• WHAT THIS TASK INVOLVES
Transcribe the records in their entirety, exactly as given.

(MATERIAL SUPPLIED begins)

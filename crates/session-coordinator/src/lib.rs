//! Session Coordinator Library
//!
//! The session coordinator owns the lifecycle of a meeting's media room:
//!
//! - Session state machine (scheduled, in progress, completed, cancelled)
//! - Room-scoped access credentials for members and guests
//! - Participant presence tracking
//! - Transcript segment ingestion with per-meeting serialization
//! - Exactly-once AI summarization with deterministic fallback
//! - Public share links for anonymous joins
//!
//! # Architecture
//!
//! Handler -> Service -> Repository, with a per-meeting actor owning the
//! transcript stream:
//!
//! ```text
//! routes/mod.rs -> handlers/*.rs -> services/*.rs -> repositories/*.rs
//!                                       |
//!                                       v
//!                         actors/registry.rs -> actors/meeting.rs
//! ```
//!
//! # Modules
//!
//! - `actors` - Meeting registry and per-meeting actors
//! - `config` - Service configuration from environment
//! - `errors` - Error types with HTTP status code mapping
//! - `handlers` - HTTP request handlers
//! - `middleware` - User and room credential authentication
//! - `models` - Data models
//! - `observability` - Prometheus metrics
//! - `repositories` - Storage trait with Postgres and in-memory backends
//! - `routes` - Axum router setup
//! - `services` - Domain services
//! - `tasks` - Background tasks

pub mod actors;
pub mod config;
pub mod errors;
pub mod handlers;
pub mod middleware;
pub mod models;
pub mod observability;
pub mod repositories;
pub mod routes;
pub mod services;
pub mod tasks;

(MATERIAL SUPPLIED ends)

• ANSWER SPACE
filename crates/session-coordinator/src/lib.rs
//! Session Coordinator Library
//!
//! The session coordinator owns the lifecycle of a meeting's media room:
//!
//! - Session state machine (scheduled, in progress, completed, cancelled)
//! - Room-scoped access credentials for members and guests
//! - Participant presence tracking
//! - Transcript segment ingestion with per-meeting serialization
//! - Exactly-once AI summarization with deterministic fallback
//! - Public share links for anonymous joins
//!
//! # Architecture
//!
//! Handler -> Service -> Repository, with a per-meeting actor owning the
//! transcript stream:
//!
//! ```text
//! routes/mod.rs -> handlers/*.rs -> services/*.rs -> repositories/*.rs
//!                                       |
//!                                       v
//!                         actors/registry.rs -> actors/meeting.rs
//! ```
//!
//! # Modules
//!
//! - `actors` - Meeting registry and per-meeting actors
//! - `config` - Service configuration from environment
//! - `errors` - Error types with HTTP status code mapping
//! - `handlers` - HTTP request handlers
//! - `middleware` - User and room credential authentication
//! - `models` - Data models
//! - `observability` - Prometheus metrics
//! - `repositories` - Storage trait with Postgres and in-memory backends
//! - `routes` - Axum router setup
//! - `services` - Domain services
//! - `tasks` - Background tasks

pub mod actors;
pub mod config;
pub mod errors;
pub mod handlers;
pub mod middleware;
pub mod models;
pub mod observability;
pub mod repositories;
pub mod routes;
pub mod services;
pub mod tasks;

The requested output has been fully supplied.